TASK OBJECTIVE
Repeat exactly, and only, the lines of the entries below from the one with "filename src/config/secrets.rs" through the one with "#[derive(Clone, Default)]", both ends included.

DATA RECORDS
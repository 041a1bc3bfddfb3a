// src/ingest/providers/mod.rs
pub mod feed;
pub mod video_search;

use std::time::Duration;

use anyhow::{Context, Result};

use crate::config::{Secrets, SourceKind, WatchConfig};
use crate::ingest::types::SourceProvider;

use self::feed::FeedProvider;
use self::video_search::{VideoSearchProvider, VideoSearchQuery};

/// Shared HTTP client for every source.
pub fn http_client(timeout: Duration) -> Result<reqwest::Client> {
    reqwest::Client::builder()
        .timeout(timeout)
        .user_agent(concat!("mention-relay/", env!("CARGO_PKG_VERSION")))
        .build()
        .context("building http client")
}

/// Build providers in configured order. Sources that cannot run (missing API
/// key) are skipped with a warning.
pub fn build_providers(
    cfg: &WatchConfig,
    secrets: &Secrets,
    client: &reqwest::Client,
) -> Vec<Box<dyn SourceProvider>> {
    let mut out: Vec<Box<dyn SourceProvider>> = Vec::with_capacity(cfg.sources.len());
    for src in &cfg.sources {
        match src.kind {
            SourceKind::Feed => out.push(Box::new(FeedProvider::from_url(
                src.label.clone(),
                src.url.clone(),
                client.clone(),
                src.rule,
            ))),
            SourceKind::VideoSearch => {
                let Some(key) = secrets.rapid_api_key.clone() else {
                    tracing::warn!(target: "ingest", source = %src.label, "no RAPID_API_KEY, video search source disabled");
                    continue;
                };
                let query = VideoSearchQuery {
                    keywords: src.query.clone().unwrap_or_default(),
                    region: src.region.clone(),
                    count: src.count,
                };
                out.push(Box::new(VideoSearchProvider::from_endpoint(
                    src.label.clone(),
                    src.url.clone(),
                    key,
                    query,
                    client.clone(),
                    src.rule,
                )));
            }
        }
    }
    out
}
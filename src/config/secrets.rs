// src/config/secrets.rs
//! Credentials come from the environment (or `.env` via dotenvy), never from
//! the TOML file.

pub const ENV_TELEGRAM_BOT_TOKEN: &str = "TELEGRAM_BOT_TOKEN";
pub const ENV_TELEGRAM_CHAT_IDS: &str = "TELEGRAM_CHAT_IDS";
pub const ENV_RAPID_API_KEY: &str = "RAPID_API_KEY";

#[derive(Clone, Default)]
pub struct Secrets {
    pub telegram_bot_token: Option<String>,
    pub telegram_chat_ids: Vec<String>,
    pub rapid_api_key: Option<String>,
}

// Keep tokens out of logs.
impl std::fmt::Debug for Secrets {
    fn fmt(&self, f: &mut std::fmt::Formatter<'_>) -> std::fmt::Result {
        f.debug_struct("Secrets")
            .field("telegram_bot_token", &self.telegram_bot_token.as_ref().map(|_| "***"))
            .field("telegram_chat_ids", &self.telegram_chat_ids)
            .field("rapid_api_key", &self.rapid_api_key.as_ref().map(|_| "***"))
            .finish()
    }
}

impl Secrets {
    pub fn from_env() -> Self {
        Self {
            telegram_bot_token: non_empty(std::env::var(ENV_TELEGRAM_BOT_TOKEN).ok()),
            telegram_chat_ids: parse_chat_ids(
                &std::env::var(ENV_TELEGRAM_CHAT_IDS).unwrap_or_default(),
            ),
            rapid_api_key: non_empty(std::env::var(ENV_RAPID_API_KEY).ok()),
        }
    }

    pub fn telegram_enabled(&self) -> bool {
        self.telegram_bot_token.is_some() && !self.telegram_chat_ids.is_empty()
    }
}

/// Comma separated, trimmed, empties dropped, order kept.
pub fn parse_chat_ids(raw: &str) -> Vec<String> {
    raw.split(',')
        .map(str::trim)
        .filter(|s| !s.is_empty())
        .map(str::to_string)
        .collect()
}

fn non_empty(v: Option<String>) -> Option<String> {
    v.map(|s| s.trim().to_string()).filter(|s| !s.is_empty())
}

#[cfg(test)]
mod tests {
    use super::*;

    #[test]
    fn chat_ids_are_trimmed() {
        assert_eq!(
            parse_chat_ids(" 123, ,-100456 ,"),
            vec!["123".to_string(), "-100456".to_string()]
        );
        assert!(parse_chat_ids("").is_empty());
    }

    #[test]
    fn debug_hides_tokens() {
        let s = Secrets {
            telegram_bot_token: Some("123:abc".into()),
            telegram_chat_ids: vec!["1".into()],
            rapid_api_key: Some("k".into()),
        };
        let shown = format!("{s:?}");
        assert!(!shown.contains("123:abc"));
        assert!(s.telegram_enabled());
    }
}
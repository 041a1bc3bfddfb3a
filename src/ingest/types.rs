// src/ingest/types.rs
use anyhow::Result;
use chrono::{DateTime, FixedOffset, Utc};
use serde::Serialize;

use crate::relevance::RelevanceRule;

/// One entry as a provider hands it over, before timestamp localization.
#[derive(Debug, Clone, PartialEq, Eq)]
pub struct RawEntry {
    pub title: String,
    pub link: String,
    /// `None` when the source had no usable timestamp; resolved to "now" later.
    pub published: Option<DateTime<Utc>>,
}

impl RawEntry {
    pub fn new(
        title: impl Into<String>,
        link: impl Into<String>,
        published: Option<DateTime<Utc>>,
    ) -> Self {
        Self {
            title: title.into(),
            link: link.into(),
            published,
        }
    }
}

#[derive(Debug, Clone, PartialEq, Eq, Serialize)]
pub struct CandidateItem {
    pub title: String,
    pub link: String, // raw, pre-normalization
    pub published_at: DateTime<FixedOffset>,
    pub source: String, // configured source label
}

/// A candidate that passed dedup, keyword and freshness checks.
#[derive(Debug, Clone, PartialEq, Eq, Serialize)]
pub struct AcceptedItem {
    pub item: CandidateItem,
    pub normalized_link: String,
    pub normalized_title: String,
}

impl AcceptedItem {
    pub fn title(&self) -> &str {
        &self.item.title
    }

    /// The canonical link; this is what gets announced and persisted.
    pub fn link(&self) -> &str {
        &self.normalized_link
    }

    pub fn source(&self) -> &str {
        &self.item.source
    }

    pub fn published_at(&self) -> DateTime<FixedOffset> {
        self.item.published_at
    }
}

#[async_trait::async_trait]
pub trait SourceProvider: Send + Sync {
    async fn fetch_entries(&self) -> Result<Vec<RawEntry>>;
    fn label(&self) -> &str;
    fn rule(&self) -> RelevanceRule;
}
// src/ingest/scheduler.rs
use std::sync::Arc;

use anyhow::Result;
use chrono::{DateTime, Duration, FixedOffset, NaiveTime, TimeZone};
use metrics::counter;
use tokio::task::JoinHandle;

use crate::jobs::Relay;

/// Next local instant at `at`: today if still ahead of `now`, else tomorrow.
pub fn next_daily_run(now: DateTime<FixedOffset>, at: NaiveTime) -> DateTime<FixedOffset> {
    let tz = *now.offset();
    let today = now.date_naive().and_time(at);
    // A fixed offset has no gaps or folds, so this is always `Single`.
    let candidate = tz
        .from_local_datetime(&today)
        .single()
        .unwrap_or_else(|| now + Duration::days(1));
    if candidate > now {
        candidate
    } else {
        candidate + Duration::days(1)
    }
}

fn until(target: DateTime<FixedOffset>, now: DateTime<FixedOffset>) -> std::time::Duration {
    (target - now).to_std().unwrap_or_default()
}

/// Spawn the single loop that owns both triggers. Passes never overlap.
pub fn spawn_scheduler(relay: Arc<Relay>) -> Result<JoinHandle<()>> {
    let digest_at = relay.digest.at_time()?;
    let interval = std::time::Duration::from_secs(relay.realtime.interval_minutes.max(1) * 60);

    Ok(tokio::spawn(async move {
        relay.announce_startup().await;

        if relay.realtime.enabled && relay.realtime.run_on_startup {
            relay.run_realtime().await;
            counter!("scheduler_passes_total", "job" => "realtime").increment(1);
        }
        if relay.digest.enabled && relay.digest.run_on_startup {
            relay.run_digest().await;
            counter!("scheduler_passes_total", "job" => "digest").increment(1);
        }

        let mut ticker = tokio::time::interval_at(tokio::time::Instant::now() + interval, interval);
        ticker.set_missed_tick_behavior(tokio::time::MissedTickBehavior::Delay);

        let mut next_digest = next_daily_run(relay.ctx.now_local(), digest_at);
        loop {
            tracing::debug!(target: "scheduler", next_digest = %next_digest, "waiting for next trigger");
            let digest_sleep = tokio::time::sleep(until(next_digest, relay.ctx.now_local()));

            tokio::select! {
                _ = ticker.tick(), if relay.realtime.enabled => {
                    relay.run_realtime().await;
                    counter!("scheduler_passes_total", "job" => "realtime").increment(1);
                }
                _ = digest_sleep, if relay.digest.enabled => {
                    relay.run_digest().await;
                    counter!("scheduler_passes_total", "job" => "digest").increment(1);
                    next_digest = next_daily_run(relay.ctx.now_local(), digest_at);
                }
                else => {
                    tracing::warn!(target: "scheduler", "both jobs disabled, scheduler exiting");
                    break;
                }
            }
        }
    }))
}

TASK SOLUTION
filename src/config/secrets.rs
// src/config/secrets.rs
//! Credentials come from the environment (or `.env` via dotenvy), never from
//! the TOML file.

pub const ENV_TELEGRAM_BOT_TOKEN: &str = "TELEGRAM_BOT_TOKEN";
pub const ENV_TELEGRAM_CHAT_IDS: &str = "TELEGRAM_CHAT_IDS";
pub const ENV_RAPID_API_KEY: &str = "RAPID_API_KEY";

#[derive(Clone, Default)]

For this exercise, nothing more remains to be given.